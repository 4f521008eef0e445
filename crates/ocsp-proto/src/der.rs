//! Minimal DER support for OCSP structures
//!
//! Encoding is done with explicit tag-length-value helpers; the structures
//! an OCSP client emits are small and fixed, so building them inside out is
//! simpler than pulling in a full ASN.1 compiler.
//!
//! Decoding walks TLVs with the `asn1-rs` parser that ships with
//! `x509-parser`. Every decoded element keeps a reference to its raw bytes,
//! which is what signature verification needs (the signature covers the
//! exact DER of `tbsResponseData`, not a re-encoding of it).

use crate::error::{OcspError, Result};
use chrono::{DateTime, NaiveDateTime, Utc};
use std::borrow::Cow;
use x509_parser::oid_registry::asn1_rs::{Any, FromDer, Oid};

pub use x509_parser::oid_registry::asn1_rs::Class;

/// Universal tag numbers used by OCSP
pub mod tag {
    pub const BOOLEAN: u32 = 0x01;
    pub const INTEGER: u32 = 0x02;
    pub const BIT_STRING: u32 = 0x03;
    pub const OCTET_STRING: u32 = 0x04;
    pub const NULL: u32 = 0x05;
    pub const OID: u32 = 0x06;
    pub const ENUMERATED: u32 = 0x0a;
    pub const UTC_TIME: u32 = 0x17;
    pub const GENERALIZED_TIME: u32 = 0x18;
    pub const SEQUENCE: u32 = 0x10;
}

/// Object identifiers, as arc lists
pub mod oid {
    /// id-sha1
    pub const SHA1: &[u64] = &[1, 3, 14, 3, 2, 26];
    /// id-sha256
    pub const SHA256: &[u64] = &[2, 16, 840, 1, 101, 3, 4, 2, 1];
    /// id-sha384
    pub const SHA384: &[u64] = &[2, 16, 840, 1, 101, 3, 4, 2, 2];
    /// id-sha512
    pub const SHA512: &[u64] = &[2, 16, 840, 1, 101, 3, 4, 2, 3];
    /// id-pkix-ocsp-basic
    pub const OCSP_BASIC: &[u64] = &[1, 3, 6, 1, 5, 5, 7, 48, 1, 1];
    /// id-pkix-ocsp-nonce
    pub const OCSP_NONCE: &[u64] = &[1, 3, 6, 1, 5, 5, 7, 48, 1, 2];
    /// id-pe-authorityInfoAccess
    pub const AUTHORITY_INFO_ACCESS: &[u64] = &[1, 3, 6, 1, 5, 5, 7, 1, 1];
    /// id-ad-ocsp
    pub const AD_OCSP: &[u64] = &[1, 3, 6, 1, 5, 5, 7, 48, 1];
    /// id-ad-caIssuers
    pub const AD_CA_ISSUERS: &[u64] = &[1, 3, 6, 1, 5, 5, 7, 48, 2];
    /// sha1WithRSAEncryption
    pub const SHA1_WITH_RSA: &[u64] = &[1, 2, 840, 113549, 1, 1, 5];
    /// sha256WithRSAEncryption
    pub const SHA256_WITH_RSA: &[u64] = &[1, 2, 840, 113549, 1, 1, 11];
    /// sha384WithRSAEncryption
    pub const SHA384_WITH_RSA: &[u64] = &[1, 2, 840, 113549, 1, 1, 12];
    /// sha512WithRSAEncryption
    pub const SHA512_WITH_RSA: &[u64] = &[1, 2, 840, 113549, 1, 1, 13];
    /// id-RSASSA-PSS
    pub const RSASSA_PSS: &[u64] = &[1, 2, 840, 113549, 1, 1, 10];
    /// ecdsa-with-SHA256
    pub const ECDSA_WITH_SHA256: &[u64] = &[1, 2, 840, 10045, 4, 3, 2];
    /// ecdsa-with-SHA384
    pub const ECDSA_WITH_SHA384: &[u64] = &[1, 2, 840, 10045, 4, 3, 3];
    /// id-Ed25519
    pub const ED25519: &[u64] = &[1, 3, 101, 112];
    /// prime256v1
    pub const SECP256R1: &[u64] = &[1, 2, 840, 10045, 3, 1, 7];
    /// secp384r1
    pub const SECP384R1: &[u64] = &[1, 3, 132, 0, 34];
}

// ============================================================================
// Encoding
// ============================================================================

/// Encode a SEQUENCE
pub fn der_sequence(contents: &[u8]) -> Vec<u8> {
    der_tlv(0x30, contents)
}

/// Encode an OCTET STRING
pub fn der_octet_string(contents: &[u8]) -> Vec<u8> {
    der_tlv(0x04, contents)
}

/// Encode an INTEGER from its content octets
///
/// The content is used as-is; callers pass the two's complement encoding
/// they already hold (a certificate serial number keeps its original bytes).
pub fn der_integer(content: &[u8]) -> Vec<u8> {
    der_tlv(0x02, content)
}

/// Encode an ENUMERATED with a small non-negative value
pub fn der_enumerated(value: u8) -> Vec<u8> {
    if value & 0x80 != 0 {
        der_tlv(0x0a, &[0x00, value])
    } else {
        der_tlv(0x0a, &[value])
    }
}

/// Encode a BIT STRING with no unused bits
pub fn der_bit_string(bits: &[u8]) -> Vec<u8> {
    let mut content = Vec::with_capacity(bits.len() + 1);
    content.push(0x00);
    content.extend_from_slice(bits);
    der_tlv(0x03, &content)
}

/// Encode a GeneralizedTime with second precision
pub fn der_generalized_time(time: &DateTime<Utc>) -> Vec<u8> {
    let text = time.format("%Y%m%d%H%M%SZ").to_string();
    der_tlv(0x18, text.as_bytes())
}

/// Encode an OBJECT IDENTIFIER
pub fn der_oid(components: &[u64]) -> Vec<u8> {
    der_tlv(0x06, &oid_content(components))
}

/// Content octets of an OBJECT IDENTIFIER
pub fn oid_content(components: &[u64]) -> Vec<u8> {
    let mut encoded = Vec::new();
    if components.len() < 2 {
        return encoded;
    }

    // First two components are encoded as 40*v1 + v2
    encoded.extend_from_slice(&encode_base128(40 * components[0] + components[1]));

    for &component in &components[2..] {
        encoded.extend_from_slice(&encode_base128(component));
    }

    encoded
}

/// Encode NULL
pub fn der_null() -> Vec<u8> {
    vec![0x05, 0x00]
}

/// Encode context-specific explicit (constructed) tag
pub fn der_explicit_context(tag: u8, contents: &[u8]) -> Vec<u8> {
    der_tlv(0xA0 | tag, contents)
}

/// Encode context-specific implicit primitive tag
pub fn der_implicit_context(tag: u8, contents: &[u8]) -> Vec<u8> {
    der_tlv(0x80 | tag, contents)
}

/// Encode Tag-Length-Value
pub fn der_tlv(tag: u8, contents: &[u8]) -> Vec<u8> {
    let mut result = vec![tag];
    result.extend_from_slice(&der_length(contents.len()));
    result.extend_from_slice(contents);
    result
}

/// Encode DER length
fn der_length(length: usize) -> Vec<u8> {
    if length < 128 {
        vec![length as u8]
    } else {
        let mut length_bytes = Vec::new();
        let mut len = length;
        while len > 0 {
            length_bytes.insert(0, (len & 0xFF) as u8);
            len >>= 8;
        }
        let mut result = vec![0x80 | length_bytes.len() as u8];
        result.extend_from_slice(&length_bytes);
        result
    }
}

/// Encode value in base-128 (for OID components)
fn encode_base128(mut value: u64) -> Vec<u8> {
    let mut result = vec![(value & 0x7F) as u8];
    value >>= 7;
    while value > 0 {
        result.insert(0, (value & 0x7F) as u8 | 0x80);
        value >>= 7;
    }
    result
}

// ============================================================================
// Decoding
// ============================================================================

/// One decoded DER element
#[derive(Debug, Clone, Copy)]
pub struct Tlv<'a> {
    /// Tag class
    pub class: Class,
    /// Tag number
    pub tag: u32,
    /// Constructed bit
    pub constructed: bool,
    /// Content octets
    pub content: &'a [u8],
    /// Complete encoding, header included
    pub raw: &'a [u8],
}

impl<'a> Tlv<'a> {
    /// Parse one element from the front of `input`, returning the remainder
    pub fn parse(input: &'a [u8]) -> Result<(Self, &'a [u8])> {
        let (rest, any) = Any::from_der(input)
            .map_err(|e| OcspError::malformed(format!("invalid DER element: {}", e)))?;
        let consumed = input.len() - rest.len();
        let tlv = Tlv {
            class: any.header.class(),
            tag: any.header.tag().0,
            constructed: any.header.is_constructed(),
            content: any.data,
            raw: &input[..consumed],
        };
        Ok((tlv, rest))
    }

    /// Parse exactly one element, rejecting trailing data
    pub fn parse_exact(input: &'a [u8]) -> Result<Self> {
        let (tlv, rest) = Self::parse(input)?;
        if !rest.is_empty() {
            return Err(OcspError::malformed(format!(
                "{} bytes of trailing data",
                rest.len()
            )));
        }
        Ok(tlv)
    }

    /// Parse the content as a list of elements
    pub fn children(&self) -> Result<Vec<Tlv<'a>>> {
        let mut items = Vec::new();
        let mut input = self.content;
        while !input.is_empty() {
            let (item, rest) = Self::parse(input)?;
            items.push(item);
            input = rest;
        }
        Ok(items)
    }

    /// Whether this is the given universal tag
    pub fn is_universal(&self, tag: u32) -> bool {
        self.class == Class::Universal && self.tag == tag
    }

    /// Whether this is the given context-specific tag
    pub fn is_context(&self, tag: u32) -> bool {
        self.class == Class::ContextSpecific && self.tag == tag
    }

    /// Require the given universal tag
    pub fn expect(self, tag: u32, what: &str) -> Result<Self> {
        if self.is_universal(tag) {
            Ok(self)
        } else {
            Err(OcspError::malformed(format!(
                "{}: unexpected tag {:?}/{}",
                what, self.class, self.tag
            )))
        }
    }

    /// Children of a SEQUENCE
    pub fn sequence(self, what: &str) -> Result<Vec<Tlv<'a>>> {
        self.expect(tag::SEQUENCE, what)?.children()
    }

    /// Inner element of an EXPLICIT context tag
    pub fn explicit_inner(&self) -> Result<Tlv<'a>> {
        Tlv::parse_exact(self.content)
    }

    /// Whether this OBJECT IDENTIFIER equals the given arcs
    pub fn is_oid(&self, components: &[u64]) -> bool {
        self.is_universal(tag::OID) && self.content == oid_content(components).as_slice()
    }

    /// Content of a BIT STRING without the unused-bits octet
    pub fn bit_string(&self) -> Result<&'a [u8]> {
        let tlv = self.expect(tag::BIT_STRING, "BIT STRING")?;
        match tlv.content.split_first() {
            Some((0, bits)) => Ok(bits),
            Some((unused, _)) => Err(OcspError::malformed(format!(
                "BIT STRING with {} unused bits",
                unused
            ))),
            None => Err(OcspError::malformed("empty BIT STRING")),
        }
    }

    /// Value of a small non-negative INTEGER or ENUMERATED
    pub fn small_uint(&self) -> Result<u32> {
        if self.content.is_empty() || self.content.len() > 4 || self.content[0] & 0x80 != 0 {
            return Err(OcspError::malformed("integer out of range"));
        }
        Ok(self
            .content
            .iter()
            .fold(0u32, |acc, &b| (acc << 8) | u32::from(b)))
    }

    /// Decode a GeneralizedTime or UTCTime
    pub fn time(&self) -> Result<DateTime<Utc>> {
        parse_time(self)
    }
}

/// Dotted-decimal form of OID content octets
pub fn oid_to_string(content: &[u8]) -> String {
    Oid::new(Cow::Borrowed(content)).to_id_string()
}

fn parse_time(tlv: &Tlv<'_>) -> Result<DateTime<Utc>> {
    let bad_time = || OcspError::malformed("invalid time value");
    let text = std::str::from_utf8(tlv.content).map_err(|_| bad_time())?;
    let text = text.strip_suffix('Z').ok_or_else(bad_time)?;
    let text = match text.split_once('.') {
        Some((whole, _fraction)) => whole,
        None => text,
    };

    let full = if tlv.is_universal(tag::GENERALIZED_TIME) {
        text.to_string()
    } else if tlv.is_universal(tag::UTC_TIME) {
        // RFC 5280: YY >= 50 is 19YY, otherwise 20YY
        let yy: u32 = text.get(..2).and_then(|y| y.parse().ok()).ok_or_else(bad_time)?;
        let century = if yy >= 50 { "19" } else { "20" };
        format!("{}{}", century, text)
    } else {
        return Err(OcspError::malformed(format!(
            "expected a time value, got tag {}",
            tlv.tag
        )));
    };

    NaiveDateTime::parse_from_str(&full, "%Y%m%d%H%M%S")
        .map(|naive| naive.and_utc())
        .map_err(|_| bad_time())
}

#[cfg(test)]
mod tests {
    use super::*;
    use chrono::TimeZone;

    #[test]
    fn test_der_length_encoding() {
        assert_eq!(der_length(0), vec![0x00]);
        assert_eq!(der_length(127), vec![0x7F]);
        assert_eq!(der_length(128), vec![0x81, 0x80]);
        assert_eq!(der_length(256), vec![0x82, 0x01, 0x00]);
    }

    #[test]
    fn test_der_oid_encoding() {
        // SHA-256 OID: 2.16.840.1.101.3.4.2.1
        let encoded = der_oid(oid::SHA256);
        assert_eq!(encoded[0], 0x06);
        assert_eq!(
            &encoded[2..],
            &[0x60, 0x86, 0x48, 0x01, 0x65, 0x03, 0x04, 0x02, 0x01]
        );

        // id-pkix-ocsp-nonce
        assert_eq!(
            der_oid(oid::OCSP_NONCE),
            vec![0x06, 0x09, 0x2B, 0x06, 0x01, 0x05, 0x05, 0x07, 0x30, 0x01, 0x02]
        );
    }

    #[test]
    fn test_parse_nested() {
        let inner = der_octet_string(b"abc");
        let outer = der_sequence(&der_explicit_context(2, &inner));

        let seq = Tlv::parse_exact(&outer).unwrap();
        let items = seq.sequence("outer").unwrap();
        assert_eq!(items.len(), 1);
        assert!(items[0].is_context(2));
        assert!(items[0].constructed);

        let octets = items[0].explicit_inner().unwrap();
        assert!(octets.is_universal(tag::OCTET_STRING));
        assert_eq!(octets.content, b"abc");
        assert_eq!(octets.raw, inner.as_slice());
    }

    #[test]
    fn test_parse_rejects_trailing_data() {
        let mut bytes = der_null();
        bytes.push(0x00);
        assert!(matches!(
            Tlv::parse_exact(&bytes),
            Err(OcspError::MalformedResponse(_))
        ));
    }

    #[test]
    fn test_parse_rejects_truncated() {
        let bytes = [0x30, 0x05, 0x02, 0x01];
        assert!(Tlv::parse(&bytes).is_err());
    }

    #[test]
    fn test_generalized_time() {
        let time = Utc.with_ymd_and_hms(2025, 3, 1, 12, 0, 0).unwrap();
        let encoded = der_generalized_time(&time);
        assert_eq!(&encoded[2..], b"20250301120000Z");
        assert_eq!(Tlv::parse_exact(&encoded).unwrap().time().unwrap(), time);

        let fractional = der_tlv(0x18, b"20250301120000.250Z");
        assert_eq!(Tlv::parse_exact(&fractional).unwrap().time().unwrap(), time);
    }

    #[test]
    fn test_utc_time_pivot() {
        let modern = der_tlv(0x17, b"250301120000Z");
        assert_eq!(
            Tlv::parse_exact(&modern).unwrap().time().unwrap(),
            Utc.with_ymd_and_hms(2025, 3, 1, 12, 0, 0).unwrap()
        );

        let legacy = der_tlv(0x17, b"990101000000Z");
        assert_eq!(
            Tlv::parse_exact(&legacy).unwrap().time().unwrap(),
            Utc.with_ymd_and_hms(1999, 1, 1, 0, 0, 0).unwrap()
        );
    }

    #[test]
    fn test_small_uint() {
        let value_der = der_enumerated(4);
        let value = Tlv::parse_exact(&value_der).unwrap();
        assert_eq!(value.small_uint().unwrap(), 4);

        let negative_der = der_tlv(0x02, &[0xFF]);
        let negative = Tlv::parse_exact(&negative_der).unwrap();
        assert!(negative.small_uint().is_err());
    }

    #[test]
    fn test_oid_round_trip() {
        let encoded = der_oid(oid::OCSP_BASIC);
        let tlv = Tlv::parse_exact(&encoded).unwrap();
        assert!(tlv.is_oid(oid::OCSP_BASIC));
        assert!(!tlv.is_oid(oid::OCSP_NONCE));
        assert_eq!(oid_to_string(tlv.content), "1.3.6.1.5.5.7.48.1.1");
    }
}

------------------------------------------------

REQUIRED WORK ▸
In the material above, locate the line containing "der_tlv(0x04, contents)" and the line containing "content.extend_from_slice(bits);". Transcribe exactly those two lines and every line between them, and nothing more.

ANSWER BELOW ▸
    der_tlv(0x04, contents)
}

/// Encode an INTEGER from its content octets
///
/// The content is used as-is; callers pass the two's complement encoding
/// they already hold (a certificate serial number keeps its original bytes).
pub fn der_integer(content: &[u8]) -> Vec<u8> {
    der_tlv(0x02, content)
}

/// Encode an ENUMERATED with a small non-negative value
pub fn der_enumerated(value: u8) -> Vec<u8> {
    if value & 0x80 != 0 {
        der_tlv(0x0a, &[0x00, value])
    } else {
        der_tlv(0x0a, &[value])
    }
}

/// Encode a BIT STRING with no unused bits
pub fn der_bit_string(bits: &[u8]) -> Vec<u8> {
    let mut content = Vec::with_capacity(bits.len() + 1);
    content.push(0x00);
    content.extend_from_slice(bits);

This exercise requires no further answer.